Erst eine zunehmende Rechtsprechung zu dieser Thematik wird hier wohl in Zukunft mehr Klarheit ins Dunkel bringen. Bis dahin sind Verantwortliche jedoch gehalten Ihren Rechenschaftspflichten in angemessenem Umfang nachzukommen, um einem Verstoß der Datenschutzgrundsätze vorzubeugen und die Aufsichtsbehörden mit einer ordentlichen Dokumentation zu besänftigen.

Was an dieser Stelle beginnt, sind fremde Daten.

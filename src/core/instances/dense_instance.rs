use crate::core::attributes::Attribute;
use crate::core::instance_header::InstanceHeader;
use crate::core::instances::instance::Instance;
use std::sync::Arc;

#[derive(Clone)]
pub struct DenseInstance {
    pub header: Arc<InstanceHeader>,
    pub values: Vec<f64>,
}

impl DenseInstance {
    pub fn new(header: Arc<InstanceHeader>, values: Vec<f64>) -> DenseInstance {
        DenseInstance { header, values }
    }
}

impl Instance for DenseInstance {
    fn value_at_index(&self, index: usize) -> Option<f64> {
        self.values.get(index).copied()
    }

    fn is_missing_at_index(&self, index: usize) -> bool {
        self.values.get(index).is_some_and(|v| v.is_nan())
    }

    fn attribute_at_index(&self, index: usize) -> Option<&dyn Attribute> {
        self.header.attribute_at_index(index)
    }

    fn number_of_attributes(&self) -> usize {
        self.values.len()
    }

    fn class_index(&self) -> usize {
        self.header.class_index()
    }

    fn class_value(&self) -> Option<f64> {
        self.values.get(self.header.class_index()).copied()
    }

    fn header(&self) -> &InstanceHeader {
        &self.header
    }
}
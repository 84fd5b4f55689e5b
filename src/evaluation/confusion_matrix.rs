use crate::core::error::EvaluationError;

/// Square count matrix indexed `[predicted][actual]`.
///
/// Only classified instances enter the matrix; instances the classifier
/// refused (`None`) are tallied in a separate `unclassified` counter.
#[derive(Debug, Clone, PartialEq)]
pub struct ConfusionMatrix {
    counts: Vec<Vec<u64>>,
    num_classes: usize,
    unclassified: u64,
}

impl ConfusionMatrix {
    pub fn from_predictions(
        predicted: &[Option<usize>],
        actual: &[usize],
        num_classes: usize,
    ) -> Result<ConfusionMatrix, EvaluationError> {
        if predicted.len() != actual.len() {
            return Err(EvaluationError::InvalidParameter(format!(
                "predicted has {} entries, actual has {}",
                predicted.len(),
                actual.len()
            )));
        }
        let mut counts = vec![vec![0u64; num_classes]; num_classes];
        let mut unclassified = 0u64;
        for (row, (&pred, &real)) in predicted.iter().zip(actual.iter()).enumerate() {
            if real >= num_classes {
                return Err(EvaluationError::InvalidParameter(format!(
                    "instance {row}: actual class {real} outside [0, {num_classes})"
                )));
            }
            match pred {
                None => unclassified += 1,
                Some(p) if p >= num_classes => {
                    return Err(EvaluationError::InvalidParameter(format!(
                        "instance {row}: predicted class {p} outside [0, {num_classes})"
                    )));
                }
                Some(p) => counts[p][real] += 1,
            }
        }
        Ok(ConfusionMatrix {
            counts,
            num_classes,
            unclassified,
        })
    }

    pub fn num_classes(&self) -> usize {
        self.num_classes
    }

    pub fn count(&self, predicted: usize, actual: usize) -> u64 {
        self.counts[predicted][actual]
    }

    pub fn unclassified(&self) -> u64 {
        self.unclassified
    }

    /// Number of instances that entered the matrix.
    pub fn classified(&self) -> u64 {
        self.counts.iter().flatten().sum()
    }

    pub fn diagonal_sum(&self) -> u64 {
        (0..self.num_classes).map(|c| self.counts[c][c]).sum()
    }

    /// Total of the row for one predicted class.
    pub fn predicted_total(&self, predicted: usize) -> u64 {
        self.counts[predicted].iter().sum()
    }

    /// Total of the column for one actual class.
    pub fn actual_total(&self, actual: usize) -> u64 {
        self.counts.iter().map(|row| row[actual]).sum()
    }
}
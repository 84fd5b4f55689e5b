use crate::classifiers::{ModelDescription, MonotonicClassifier};
use crate::preprocessing::NormalizedSet;

/// Monotone stub: predicts the rounded feature sum, clamped to the class
/// range. Non-decreasing in every component, so it never violates
/// monotonicity.
pub struct ThresholdClassifier {
    pub num_classes: usize,
}

impl MonotonicClassifier for ThresholdClassifier {
    fn classify(&self, features: &[f64]) -> Option<usize> {
        if self.num_classes == 0 {
            return None;
        }
        let sum: f64 = features.iter().sum();
        Some((sum.round().max(0.0) as usize).min(self.num_classes - 1))
    }

    fn describe_model(&self) -> ModelDescription {
        ModelDescription {
            rule_count: self.num_classes,
            text: "if round(sum(x)) >= k then class k".into(),
        }
    }
}

/// Stub that refuses every instance.
pub struct RefusingClassifier;

impl MonotonicClassifier for RefusingClassifier {
    fn classify(&self, _features: &[f64]) -> Option<usize> {
        None
    }

    fn describe_model(&self) -> ModelDescription {
        ModelDescription {
            rule_count: 0,
            text: String::new(),
        }
    }
}

/// Oracle stub: answers from an exact-match row table, refusing unknown
/// vectors.
pub struct LookupClassifier {
    rows: Vec<(Vec<f64>, usize)>,
}

impl LookupClassifier {
    pub fn new(rows: Vec<(Vec<f64>, usize)>) -> LookupClassifier {
        LookupClassifier { rows }
    }

    pub fn from_set(set: &NormalizedSet) -> LookupClassifier {
        let rows = set
            .matrix
            .iter()
            .cloned()
            .zip(set.labels.iter().copied())
            .collect();
        LookupClassifier { rows }
    }
}

impl MonotonicClassifier for LookupClassifier {
    fn classify(&self, features: &[f64]) -> Option<usize> {
        self.rows
            .iter()
            .find(|(row, _)| row.as_slice() == features)
            .map(|&(_, label)| label)
    }

    fn describe_model(&self) -> ModelDescription {
        ModelDescription {
            rule_count: self.rows.len(),
            text: format!("{} memorized rows", self.rows.len()),
        }
    }
}
use crate::core::attributes::{Attribute, AttributeRef, NominalAttribute, NumericAttribute};

/// Shared schema for every instance of a dataset: relation name, the ordered
/// attribute list, and the index of the single output (class) attribute.
pub struct InstanceHeader {
    pub relation_name: String,
    pub attributes: Vec<AttributeRef>,
    pub class_index: usize,
}

impl InstanceHeader {
    pub fn new(
        relation_name: String,
        attributes: Vec<AttributeRef>,
        class_index: usize,
    ) -> InstanceHeader {
        InstanceHeader {
            relation_name,
            attributes,
            class_index,
        }
    }

    pub fn relation_name(&self) -> &str {
        &self.relation_name
    }

    pub fn number_of_attributes(&self) -> usize {
        self.attributes.len()
    }

    /// Input attributes are every attribute except the class attribute.
    pub fn number_of_input_attributes(&self) -> usize {
        self.attributes.len().saturating_sub(1)
    }

    pub fn class_index(&self) -> usize {
        self.class_index
    }

    pub fn attribute_at_index(&self, index: usize) -> Option<&dyn Attribute> {
        self.attributes.get(index).map(|a| &**a as &dyn Attribute)
    }

    pub fn class_attribute(&self) -> Option<&dyn Attribute> {
        self.attribute_at_index(self.class_index)
    }

    pub fn index_of_attribute(&self, name: &str) -> Option<usize> {
        self.attributes.iter().position(|attr| attr.name() == name)
    }

    /// Indices of the input attributes, in schema order, skipping the class.
    pub fn input_indices(&self) -> impl Iterator<Item = usize> + '_ {
        (0..self.attributes.len()).filter(move |&i| i != self.class_index)
    }

    /// Size of the class domain: the value count of a nominal class, or the
    /// declared integer span of an integer class. Zero for a real-valued
    /// class, which this framework rejects at normalization time.
    pub fn number_of_classes(&self) -> usize {
        let Some(attr) = self.class_attribute() else {
            return 0;
        };
        if let Some(nominal) = attr.as_any().downcast_ref::<NominalAttribute>() {
            return nominal.domain_size();
        }
        if let Some(numeric) = attr.as_any().downcast_ref::<NumericAttribute>() {
            if numeric.integer {
                return (numeric.max - numeric.min) as usize + 1;
            }
        }
        0
    }
}
use crate::core::attributes::Attribute;
use std::any::Any;

/// Nominal attribute with an ordered, finite value list.
///
/// Row values for a nominal attribute are stored pre-encoded as the ordinal
/// index of the value within `values`.
pub struct NominalAttribute {
    pub name: String,
    pub values: Vec<String>,
}

impl NominalAttribute {
    pub fn new(name: String, values: Vec<String>) -> NominalAttribute {
        NominalAttribute { name, values }
    }

    pub fn domain_size(&self) -> usize {
        self.values.len()
    }
}

impl Attribute for NominalAttribute {
    fn name(&self) -> String {
        self.name.clone()
    }

    fn as_any(&self) -> &dyn Any {
        self
    }
}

Datenschutzgrundsätze als Herzstück der DSGVO

Wir haben gesehen, wie wichtig die Einhaltung und Beachtung der Datenschutzgrundsätze ist und dass diese sich nicht nur namentlich in Art. 5 der DSGVO wiederfinden, sondern letztlich mit allen Regelungen der DSGVO verwoben sind. Ihren hohen Stellenwert erkennt man nicht zuletzt an der Höhe der Bußgelder, die bei Verstößen gegen die Grundsätze bereits verhängt wurden. Auch wenn die Bestimmtheit der Normen fragwürdig ist, hindert dies die Aufsichtsbehörden bisher nicht an der Verhängung von Bußgeldern. Demnach sollten Verantwortliche die Grundsätze einhalten und umsetzen und gerade dem Grundsatz der Rechenschaftspflicht ein hohes Gewicht beimessen. Denn auch die beste Umsetzung der Grundsätze bringt nichts, wenn nicht angemessen dokumentiert wird und der Behörde am Ende kein Nachweis erbracht werden kann.